„Weltweiter Tag der genitalen Selbstbestimmung“ - Berliner Zeitung vom 7.05.2021

Dazu kommentiert der Gesundheitspolitische Sprecher der AfD-Bundestagsfraktion, Detlev Spangenberg:

 

„Anlässlich des wichtigen und vielgeachteten Urteils des Kölner Landgerichts, vom 7.Mai 2012, entwickelte sich der 7. Mai zum „Weltweiten Tag der genitalen Selbstbestimmung“. International wurde er als "Worldwide Day of Genital Autonomy" (WWDOGA) zu einem Symbol für Selbstbestimmungsrechte von Kindern und Achtung deren Menschenrechte.

 

Im „Kölner Urteil“ stellte das Kölner Gericht 2012 fest, dass die Genitalbeschneidung eines Jungen als strafbare Körperverletzung gewertet werden muss, wenn sie nicht medizinisch notwendig ist. Es stellte damit einen Meilenstein dar, was die Aufwertung von Grundrechten von Säuglingen und kleinen Jungen betrifft.

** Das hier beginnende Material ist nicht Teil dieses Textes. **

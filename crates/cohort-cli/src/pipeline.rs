//! Stage orchestration with a file-based handoff contract.
//!
//! The patient cleaner runs first and persists the valid cohort; every
//! linker stage reloads that cohort from the cleaned patient file, so a
//! single stage can also run standalone against a previous run's output.
//! Stage order within a full run:
//!
//! 1. **Patients**: partition raw patients into valid/excluded files
//! 2. **Conditions / Observations / Medications / Encounters**: filter each
//!    raw table against the persisted cohort (and its dictionary, where one
//!    applies) and write the cleaned table
//!
//! Missing inputs and dictionaries abort the failing stage with no partial
//! output; per-row problems only ever show up in the aggregate counts.

use std::time::Instant;

use anyhow::{Context, Result};
use tracing::{info, info_span, warn};

use cohort_clean::{
    CohortIds, clean_patients, link_conditions, link_encounters, link_medications,
    link_observations,
};
use cohort_ingest::{read_patients, read_typed, resolve_table_path, write_records};
use cohort_model::{
    HypertensionDefinition, LinkReport, PatientCleaningReport, PipelineConfig, RawCondition,
    RawEncounter, RawMedication, RawObservation,
};
use cohort_terminology::{CodeSet, CodeSystem, load_code_set};

use crate::types::RunResult;

/// Run the patient cleaning stage and persist both partitions.
pub fn run_patients(config: &PipelineConfig) -> Result<PatientCleaningReport> {
    let span = info_span!("patients");
    let _guard = span.enter();
    let start = Instant::now();

    let path = resolve_table_path(&config.data_dir, "patients").context("locate patient table")?;
    let rows = read_patients(&path).context("read patient table")?;
    let cleaning = clean_patients(&rows, config.as_of);
    write_records(&config.clean_patients_path(), &cleaning.valid)
        .context("write clean_patients")?;
    write_records(&config.excluded_patients_path(), &cleaning.excluded)
        .context("write excluded_patients")?;

    info!(
        initial = cleaning.report.initial,
        valid = cleaning.report.valid,
        excluded = cleaning.report.excluded,
        duration_ms = start.elapsed().as_millis(),
        "patient cleaning complete"
    );
    Ok(cleaning.report)
}

/// Reload the persisted valid cohort. Fails when the patient cleaner has
/// not run against this output directory yet.
fn load_cohort(config: &PipelineConfig) -> Result<CohortIds> {
    let cohort = CohortIds::load(&config.clean_patients_path())?;
    if cohort.is_empty() {
        warn!("valid cohort is empty; all linker stages will drop every row");
    }
    Ok(cohort)
}

pub fn run_conditions(config: &PipelineConfig) -> Result<LinkReport> {
    let span = info_span!("conditions");
    let _guard = span.enter();
    let start = Instant::now();

    let cohort = load_cohort(config)?;
    let snomed =
        load_code_set(&config.dictionaries.snomed, CodeSystem::Snomed).context("load SNOMED")?;
    let path =
        resolve_table_path(&config.data_dir, "conditions").context("locate condition table")?;
    let rows: Vec<RawCondition> = read_typed(&path).context("read condition table")?;
    let (cleaned, report) = link_conditions(&rows, &cohort, &snomed);
    write_records(&config.clean_conditions_path(), &cleaned).context("write clean_conditions")?;

    log_link_report(&report, start);
    Ok(report)
}

pub fn run_observations(config: &PipelineConfig) -> Result<LinkReport> {
    let span = info_span!("observations");
    let _guard = span.enter();
    let start = Instant::now();

    let cohort = load_cohort(config)?;
    let loinc =
        load_code_set(&config.dictionaries.loinc, CodeSystem::Loinc).context("load LOINC")?;
    let path =
        resolve_table_path(&config.data_dir, "observations").context("locate observation table")?;
    let rows: Vec<RawObservation> = read_typed(&path).context("read observation table")?;
    let (cleaned, report) = link_observations(&rows, &cohort, &loinc);
    write_records(&config.clean_observations_path(), &cleaned)
        .context("write clean_observations")?;

    log_link_report(&report, start);
    Ok(report)
}

pub fn run_medications(config: &PipelineConfig) -> Result<LinkReport> {
    let span = info_span!("medications");
    let _guard = span.enter();
    let start = Instant::now();

    let cohort = load_cohort(config)?;
    let rxnorm =
        load_code_set(&config.dictionaries.rxnorm, CodeSystem::Rxnorm).context("load RXNORM")?;
    let path =
        resolve_table_path(&config.data_dir, "medications").context("locate medication table")?;
    let rows: Vec<RawMedication> = read_typed(&path).context("read medication table")?;
    let (cleaned, report) = link_medications(&rows, &cohort, &rxnorm);
    write_records(&config.clean_medications_path(), &cleaned)
        .context("write clean_medications")?;

    log_link_report(&report, start);
    Ok(report)
}

pub fn run_encounters(config: &PipelineConfig) -> Result<LinkReport> {
    let span = info_span!("encounters");
    let _guard = span.enter();
    let start = Instant::now();

    let cohort = load_cohort(config)?;
    let path =
        resolve_table_path(&config.data_dir, "encounters").context("locate encounter table")?;
    let rows: Vec<RawEncounter> = read_typed(&path).context("read encounter table")?;
    let (cleaned, report) = link_encounters(&rows, &cohort);
    write_records(&config.clean_encounters_path(), &cleaned).context("write clean_encounters")?;

    log_link_report(&report, start);
    Ok(report)
}

/// Run the whole pipeline: patient cleaning, then the four independent
/// linker stages against the freshly persisted cohort.
pub fn run_all(config: &PipelineConfig) -> Result<RunResult> {
    let mut result = RunResult::new(config.output_dir.clone(), config.hypertension.clone());
    result.patients = Some(run_patients(config)?);

    // The definition is configuration, not a filter; an unknown code is
    // worth a warning because downstream cohort analytics will match
    // nothing on it.
    let snomed =
        load_code_set(&config.dictionaries.snomed, CodeSystem::Snomed).context("load SNOMED")?;
    check_hypertension_definition(&config.hypertension, &snomed);

    result.links.push(run_conditions(config)?);
    result.links.push(run_observations(config)?);
    result.links.push(run_medications(config)?);
    result.links.push(run_encounters(config)?);
    Ok(result)
}

fn check_hypertension_definition(definition: &HypertensionDefinition, snomed: &CodeSet) {
    for code in &definition.codes {
        if !snomed.contains(code) {
            warn!(
                version = %definition.version,
                code = %code,
                "hypertension cohort code is not in the SNOMED dictionary"
            );
        }
    }
}

fn log_link_report(report: &LinkReport, start: Instant) {
    info!(
        stage = report.stage.as_str(),
        input = report.input_rows,
        output = report.output_rows,
        dropped_unknown_patient = report.dropped_unknown_patient,
        dropped_unparseable_code = report.dropped_unparseable_code,
        dropped_unknown_code = report.dropped_unknown_code,
        dropped_missing_start = report.dropped_missing_start,
        unique_patients = report.unique_patients,
        unique_codes = report.unique_codes,
        duration_ms = start.elapsed().as_millis(),
        "linkage complete"
    );
}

Allerdings hatte die damalige Bundesregierung nichts Eiligeres zu tun, als dem entgegenzuwirken und noch im selben Jahr einen Entwurf für ein Gesetz auf den Weg zu bringen, was die Genitalverstümmelung von Jungen ausdrücklich erlaubt, den § 1631d Bürgerliches Gesetzbuch (BGB). Der Gesetzentwurf enthält zur Begründung einseitige Darstellungen und fragwürdige Auslegungen. Im Laufe des Gesetzgebungsverfahrens wurden weder kritische Stimmen berücksichtigt, noch Sachverständige gehört, die Begründungen gegen die Jungenbeschneidung hätten hervorbringen können. Dieser Paragraph trat noch im selben Jahr in Kraft.

 

Ärzte, Menschenrechtsvereinigungen, Juristen sowie Betroffene haben sich, seit dem Urteil des Landgerichts Köln von 2012, besonders seit der Einführung des § 1631d BGB, gegen die Einwilligungsmöglichkeit der Eltern in die medizinisch nicht erforderliche Beschneidung von Jungen ausgesprochen.

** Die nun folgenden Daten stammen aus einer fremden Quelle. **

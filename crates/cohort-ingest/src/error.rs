use std::path::PathBuf;

/// Errors raised by table ingestion and output.
///
/// These are all fatal to the stage that hits them: a missing file or a
/// missing expected column means the run cannot proceed, per the pipeline's
/// error taxonomy. Per-cell parse failures are not errors and never appear
/// here.
#[derive(Debug, thiserror::Error)]
pub enum IngestError {
    #[error("missing input table `{stem}` under {dir} (tried {stem}.csv and {stem}.csv.gz)")]
    MissingTable { dir: PathBuf, stem: String },

    #[error("file not found: {path}")]
    FileNotFound { path: PathBuf },

    #[error("failed to read {path}: {source}")]
    Io {
        path: PathBuf,
        #[source]
        source: std::io::Error,
    },

    #[error("failed to parse CSV {path}: {source}")]
    Csv {
        path: PathBuf,
        #[source]
        source: csv::Error,
    },

    #[error("{path} is missing expected column `{column}`")]
    MissingColumn { path: PathBuf, column: String },

    #[error("failed to write {path}: {source}")]
    Write {
        path: PathBuf,
        #[source]
        source: csv::Error,
    },
}

impl IngestError {
    pub(crate) fn io(path: impl Into<PathBuf>, source: std::io::Error) -> Self {
        Self::Io {
            path: path.into(),
            source,
        }
    }

    pub(crate) fn csv(path: impl Into<PathBuf>, source: csv::Error) -> Self {
        Self::Csv {
            path: path.into(),
            source,
        }
    }
}

pub type Result<T> = std::result::Result<T, IngestError>;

Die grundsätzlich zu begrüßende Einführung des § 226a Strafgesetzbuch (StGB), im darauf folgenden Jahr, verschärfte diese Diskriminierung männlicher Kinder indirekt weiter, indem lediglich die Unversehrtheit äußerer weiblicher Genitalien unter verschärften strafrechtlichen Schutz gestellt wurde.

 

Mit § 1631d BGB wird den Sorgeberechtigten, in der Regel den Eltern, eine ausdrückliche Möglichkeit zur Einwilligung in die Genitalverstümmelung des nicht einsichts- und urteilsfähigen männlichen Kindes erteilt. Weder beim weiblichen Kind noch beim männlichen Kind darf jedoch eine solche Möglichkeit für die Eltern bestehen.

Im Ergebnis ist die Misshandlung im Genitalbereich bei Mädchen zurecht durch das StGB verboten, bei Jungen unverständlicherweise wiederum im BGB ausdrücklich erlaubt. Damit ist diese Gesetzgebung mit dem Grundgesetz zumindest in zweierlei Hinsicht nicht vereinbar.  Zum einen handelt es sich um eine Ungleichbehandlung aufgrund des Geschlechts wie auch die Beeinträchtigung der durch Art. 2 Abs. 2 geschützten körperlichen Unversehrtheit des männlichen Kindes.  Die anatomische Andersartigkeit des männlichen Genitals gegenüber dem weiblichen kann nicht als Begründung dazu dienen, dass männlichen Minderjährigen ein grundrechtlicher Schutz  der körperlichen Unversehrtheit  durch die Gesetzgebung versagt wird.

 

Des Weiteren sind erhebliche Widersprüche zur UN-Kinderrechtskonvention zu sehen, welche die Bundesrepublik unterzeichnete.

Eine Lösung kann nur dahin gehen, dass der Jungenbeschneidungsparagraph 1631d BGB ersatzlos gestrichen wird und der Paragraph 226a StGB so ausgestaltet wird, dass damit alle Kinder, unabhängig vom Geschlecht, gesetzlich geschützt werden.